Horstmann suspension, also known as Horstman, Vickers-Horstman and rarely Slow Motion, is a type of tracked suspension devised by British tank designer John Carden and worked into a production design by engineer Sidney Horstmann.

First used on the A6E3 Medium Tank prototype in 1935, it proved far superior to previous suspensions from Vickers. It was widely used on World War II-era tank designs but in the post-war era was increasingly limited to British tanks as newer systems emerged in other countries. The last tank to use this basic mechanism was the Chieftain, designed in the late 1950s.

Horstman Defence Systems remains a tank suspension specialist to this day and makes a range of systems based mostly on torsion systems with hydrodynamic damping. They are also referred to as "Horstman suspensions" although they have no details in common with their earlier designs.

==History==
Sidney Horstmann became interested in suspension designs in the 1920s as part of his efforts to improve the ride of the cars being built in Bath by his Horstmann Cars company. This led to a new design using multiple coil springs in automotive suspension, and the creation of the Slow Motion Suspension Company to sell the design to all makers. Horstman Cars went bankrupt in 1929, leaving Slow Motion a going concern.

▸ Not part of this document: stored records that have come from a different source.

//! Dispatch abstraction for edit actions.

use crate::{EditAction, MutationResult};

/// Anything that can apply an `EditAction` to a scene.
///
/// The editor session dispatches locally; replay tooling can dispatch
/// against a bare scene.
pub trait Dispatcher {
    fn dispatch(&mut self, action: &EditAction) -> MutationResult;
}
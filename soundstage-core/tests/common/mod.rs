//! Shared harness: recording collaborators and a hand-driven clock.

#![allow(dead_code)]

use std::cell::Cell;
use std::collections::{HashMap, HashSet};
use std::rc::Rc;

use soundstage_core::config::Config;
use soundstage_core::engine::{
    Clock, InputDevice, LoadedSound, MediaDevices, SceneEngine, SpatialAudio, StreamConstraints,
    StreamHandle,
};
use soundstage_core::panel::ControlHandle;
use soundstage_core::{EditorSession, MediaError};
use soundstage_types::{
    EntityId, FieldTarget, ParamField, SceneEffect, SceneState, SoundAsset, SyncIntent, SyncSink,
};

#[derive(Default)]
pub struct RecordingEngine {
    pub effects: Vec<SceneEffect>,
    pub suspended: bool,
    pub aim: Option<(f32, f32)>,
}

impl SceneEngine for RecordingEngine {
    fn suspend_controls(&mut self) {
        self.suspended = true;
    }

    fn resume_controls(&mut self) {
        self.suspended = false;
    }

    fn apply_effect(&mut self, effect: &SceneEffect) {
        self.effects.push(effect.clone());
    }

    fn camera_aim(&self, _entity: EntityId) -> Option<(f32, f32)> {
        self.aim
    }
}

/// Decodes everything instantly with a fixed duration.
pub struct FixedAudio {
    pub duration: f64,
    pub fail: bool,
}

impl SpatialAudio for FixedAudio {
    fn load_sound(&mut self, asset: &SoundAsset, _muted: bool) -> Result<LoadedSound, MediaError> {
        if self.fail {
            return Err(MediaError::Backend(format!("cannot decode {}", asset.name)));
        }
        Ok(LoadedSound {
            duration: self.duration,
        })
    }
}

/// Media devices driven by a script. Every call is appended to `log`.
#[derive(Default)]
pub struct ScriptedMedia {
    pub devices: Vec<InputDevice>,
    pub channels: HashMap<String, u16>,
    pub deny_permission: bool,
    pub failing: HashSet<String>,
    pub log: Vec<String>,
    pub open: HashSet<StreamHandle>,
    next: u64,
}

impl ScriptedMedia {
    pub fn with_devices(ids: &[&str]) -> Self {
        Self {
            devices: ids
                .iter()
                .map(|id| InputDevice {
                    id: id.to_string(),
                    label: format!("Mic {}", id),
                })
                .collect(),
            ..Self::default()
        }
    }
}

impl MediaDevices for ScriptedMedia {
    fn enumerate_inputs(&mut self) -> Result<Vec<InputDevice>, MediaError> {
        self.log.push("enumerate".into());
        Ok(self.devices.clone())
    }

    fn request_permission(&mut self) -> Result<(), MediaError> {
        self.log.push("permission".into());
        if self.deny_permission {
            Err(MediaError::PermissionDenied("NotAllowedError".into()))
        } else {
            Ok(())
        }
    }

    fn probe_channels(&mut self, device_id: &str) -> Result<u16, MediaError> {
        self.channels
            .get(device_id)
            .copied()
            .ok_or_else(|| MediaError::DeviceUnavailable(device_id.to_string()))
    }

    fn open_stream(&mut self, constraints: &StreamConstraints) -> Result<StreamHandle, MediaError> {
        self.log.push(format!("open:{}", constraints.device_id));
        if self.failing.contains(&constraints.device_id) {
            return Err(MediaError::DeviceUnavailable(constraints.device_id.clone()));
        }
        let handle = StreamHandle(self.next);
        self.next += 1;
        self.open.insert(handle);
        Ok(handle)
    }

    fn stop_stream(&mut self, stream: StreamHandle) {
        self.log.push(format!("stop:{}", stream.0));
        self.open.remove(&stream);
    }
}

#[derive(Default)]
pub struct RecordingSink {
    pub shared: bool,
    pub intents: Vec<SyncIntent>,
}

impl SyncSink for RecordingSink {
    fn is_shared(&self) -> bool {
        self.shared
    }

    fn submit(&mut self, intent: SyncIntent) {
        self.intents.push(intent);
    }
}

/// Clock the test moves by hand.
#[derive(Clone, Default)]
pub struct ManualClock(pub Rc<Cell<f64>>);

impl ManualClock {
    pub fn set(&self, now: f64) {
        self.0.set(now);
    }
}

impl Clock for ManualClock {
    fn now(&self) -> f64 {
        self.0.get()
    }
}

pub type TestSession = EditorSession<RecordingEngine, FixedAudio, ScriptedMedia, RecordingSink>;

pub fn session_with(shared: bool, media: ScriptedMedia) -> (TestSession, ManualClock) {
    let clock = ManualClock::default();
    let session = EditorSession::new(
        Config::default(),
        "ed1",
        "Mozilla/5.0 (X11; Linux x86_64) Chrome/120.0",
        SceneState::new(),
        RecordingEngine::default(),
        FixedAudio {
            duration: 120.0,
            fail: false,
        },
        media,
        RecordingSink {
            shared,
            intents: Vec::new(),
        },
        Box::new(clock.clone()),
    );
    (session, clock)
}

pub fn session(shared: bool) -> (TestSession, ManualClock) {
    session_with(shared, ScriptedMedia::default())
}

pub fn asset(name: &str) -> SoundAsset {
    SoundAsset::new(name, 4 * 1024, 0.0)
}

pub fn handle(session: &TestSession, entity: EntityId, field: ParamField) -> ControlHandle {
    session
        .panel()
        .find(FieldTarget::new(entity, field))
        .unwrap_or_else(|| panic!("no {:?} control on {}", field, entity))
}

pub fn shown(session: &TestSession, handle: ControlHandle) -> String {
    session
        .panel()
        .descriptor(handle)
        .map(|d| d.display())
        .unwrap_or_default()
}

It is worth noting that patent applications on suspension systems, which Horstmann filed in 1927-1930, describe "Slow Motion"-type automobile ones very different from what is now called a Horstmann suspension because none of them features bogies (and in fact some are not dissimilar to Christie suspension).

Fletcher claims that in 1934, John Carden of Vickers-Armstrongs had a "bright idea" for a new type of tank suspension and partnered with Horstmann's Slow Motion to turn it into a working design. At the time, the British Army was testing, largely to their dislike, the A6 series medium tank prototypes. Among their many problems, the Vickers-supplied "box" suspension proved to be very springy and led to the tank rocking for some time after firing the main gun.

However, the suspension actually dates back to ca. 1930 when Vickers either produced the A4E8 prototype, which was designated Light Tank Mk Ia and became a forerunner of the Mk. II, or converted several prototype tanks to the new suspension. The Vickers Light Dragon Mk. I artillery tractor was another vehicle from that time which used the same suspension.

In fact, the earliest attestation of the term "Horstmann suspension" itself dates back to January 1934, when Christopher Ainsworth Davis presented his joint paper with Horstmann on "Slow Motion" automotive suspensions and mentioned that "a special type of high-speed cross-country tracked tractor" (presumably the Dragon) performed very well in tests.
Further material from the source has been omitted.